You should be warned: this is a happy-clappy Jesus post.
I trolled Youtube the other night for clips of Touched By an Angel.
I may as well admit to you now that it was for self-satisfaction. I wanted to cringe at the bad theology, the saccharine-sticky turns of phrase. I remember watching the show growing up, the family values program that my mother liked because nothing was racy and you didn't have to worry about language. (That's profanity for those outside the delicate circle of Southern Christianity.)
But what I found, between the moments that I did cringe, was the below clip. It's showy, it's over the top in a way, and it does have some theological problems. It is from an episode where a professor looks for the Ark of the Covenant and finds it, but also finds God. Faced with God's Presence, he humbles himself.
Just before, the angels that have guided the professor along the way sing a contemporary worship song about being before God: Down, at your feet O Lord, is the most hight place, in your presence Lord, I seek your face, I seek your face. For there is no higher calling, no greater honor, than to bow and kneel before your throne. I'm amazed by your glory, embraced by your mercy, O Lord, I live to worship you.
Hilary went into the hospital the next day to have surgery on her gallbladder. We arrived to the hospital in the early morning and waited five hours before my beautiful fiancée was wheeled back into surgery. Her mother and I sat in the waiting room discussing the Church, the needs in my generation and what hers could pass down. (She is a wise woman, a wisdom that was hard-won through and by a good life.)
There were no complications with the surgery, but Hilary stayed in the hospital overnight to rest.
I brought her home yesterday, but had to circle back to the hospital when I had forgotten to take the one thing that mattered with us--the prescription for her pain meditation. Since, it was a long day of slow fed graham crackers and water, the usual rhythms of recovery, the busyness of getting still enough but checking on each incision and every need.
This morning I had a minute to pause, just barely a minute, and I pushed a prayer into the void, a prayer of recognition that in the midst of it there had not been much time for prayer, for reading the Bible, for doing much of anything. Maybe I was apologizing, maybe I was turning it back onto myself, but I felt the Presence of God, the lacy movement ripple of the fabric of space, gently drift across.
For I was hungry, and you gave Me something to eat; I was thirsty, and you gave Me something to drink; I was a stranger, and you invited Me in; naked, and you clothed Me; I was sick, and you visited Me; I was in prison, and you came to Me.’ Then the righteous will answer Him, ‘Lord, when did we see You hungry, and feed You, or thirsty, and give You something to drink? And when did we see You a stranger, and invite You in, or naked, and clothe You? When did we see You sick, or in prison, and come to You?’ The King will answer and say to them, ‘Truly I say to you, to the extent that you did it to one of these brothers of Mine, even the least of them, you did it to Me.’

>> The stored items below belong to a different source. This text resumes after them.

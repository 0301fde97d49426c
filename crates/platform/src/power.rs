//! Battery source enumeration backed by starship-battery.

use starship_battery::units::energy::watt_hour;
use starship_battery::{Battery, Manager, State};
use tracing::debug;

use crate::discovery::{BatteryEnumerator, EnumerationError, Result};
use crate::types::{BatteryRecord, BatteryReport, BatteryStatus, PropertyBag, PropertyValue};

/// Enumerates the host's battery-class sources.
///
/// The manager is rebuilt per call so every query sees a fresh snapshot;
/// battery state on the host is not tied to any one device's lifetime.
pub struct SystemBatteries;

impl SystemBatteries {
    pub fn new() -> Self {
        Self
    }
}

impl Default for SystemBatteries {
    fn default() -> Self {
        Self::new()
    }
}

impl BatteryEnumerator for SystemBatteries {
    fn find_all(&mut self) -> Result<Vec<BatteryRecord>> {
        let manager = Manager::new()?;

        let mut records = Vec::new();
        for (index, battery) in manager.batteries()?.enumerate() {
            let battery = battery?;

            let mut properties = PropertyBag::new();
            if let Some(vendor) = battery.vendor() {
                properties.insert(
                    "battery.vendor".to_string(),
                    PropertyValue::Text(vendor.to_string()),
                );
            }
            if let Some(serial) = battery.serial_number() {
                let serial = serial.trim();
                if !serial.is_empty() {
                    properties.insert(
                        "battery.serial".to_string(),
                        PropertyValue::Text(serial.to_string()),
                    );
                }
            }
            properties.insert(
                "battery.technology".to_string(),
                PropertyValue::Text(battery.technology().to_string()),
            );

            records.push(BatteryRecord {
                id: source_id(index, battery.serial_number()),
                display_name: battery.model().map(str::to_owned),
                properties,
            });
        }

        debug!(sources = records.len(), "battery snapshot complete");
        Ok(records)
    }

    fn report(&mut self, id: &str) -> Result<BatteryReport> {
        let manager = Manager::new()?;

        for (index, battery) in manager.batteries()?.enumerate() {
            let battery = battery?;
            if source_id(index, battery.serial_number()) != id {
                continue;
            }
            return Ok(build_report(&battery));
        }

        Err(EnumerationError::NotFound(id.to_string()))
    }
}

fn source_id(index: usize, serial: Option<&str>) -> String {
    match serial.map(str::trim) {
        Some(serial) if !serial.is_empty() => format!("BATTERY#{}#{}", index, serial),
        _ => format!("BATTERY#{}", index),
    }
}

fn build_report(battery: &Battery) -> BatteryReport {
    BatteryReport {
        status: status_from_state(battery.state()),
        remaining_capacity_mwh: capacity_mwh(battery.energy().get::<watt_hour>()),
        full_charge_capacity_mwh: capacity_mwh(battery.energy_full().get::<watt_hour>()),
    }
}

/// A source the manager can still enumerate is present; only an
/// indeterminate state maps to `Unknown`.
fn status_from_state(state: State) -> BatteryStatus {
    match state {
        State::Charging | State::Discharging | State::Empty | State::Full => {
            BatteryStatus::Present
        }
        State::Unknown => BatteryStatus::Unknown,
    }
}

fn capacity_mwh(watt_hours: f32) -> Option<u32> {
    if watt_hours.is_finite() && watt_hours >= 0.0 {
        Some((watt_hours * 1000.0) as u32)
    } else {
        None
    }
}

And what song has been stuck in your head for the past three days?
Is this asked by God or asked by me? I'm not sure, but I do know the answer: Down at your feet O Lord ...
So I am here, in this moment, while Hilary sleeps, with this singular and small held thing, that whatever it is, it is enough. That it is prayer, this looking over others; that it can be our Scripture, this bringing them graham crackers.
I don't know what today looks like for you, but perhaps in the busyness of helping others be still, you need the reminding of the stillness within you. It's there. And I believe that God asks of us only that we recognize that God has made that enough.
For to serve is to serve God; to serve God is to be in the presence of God; and there is no higher calling and no greater honor than that.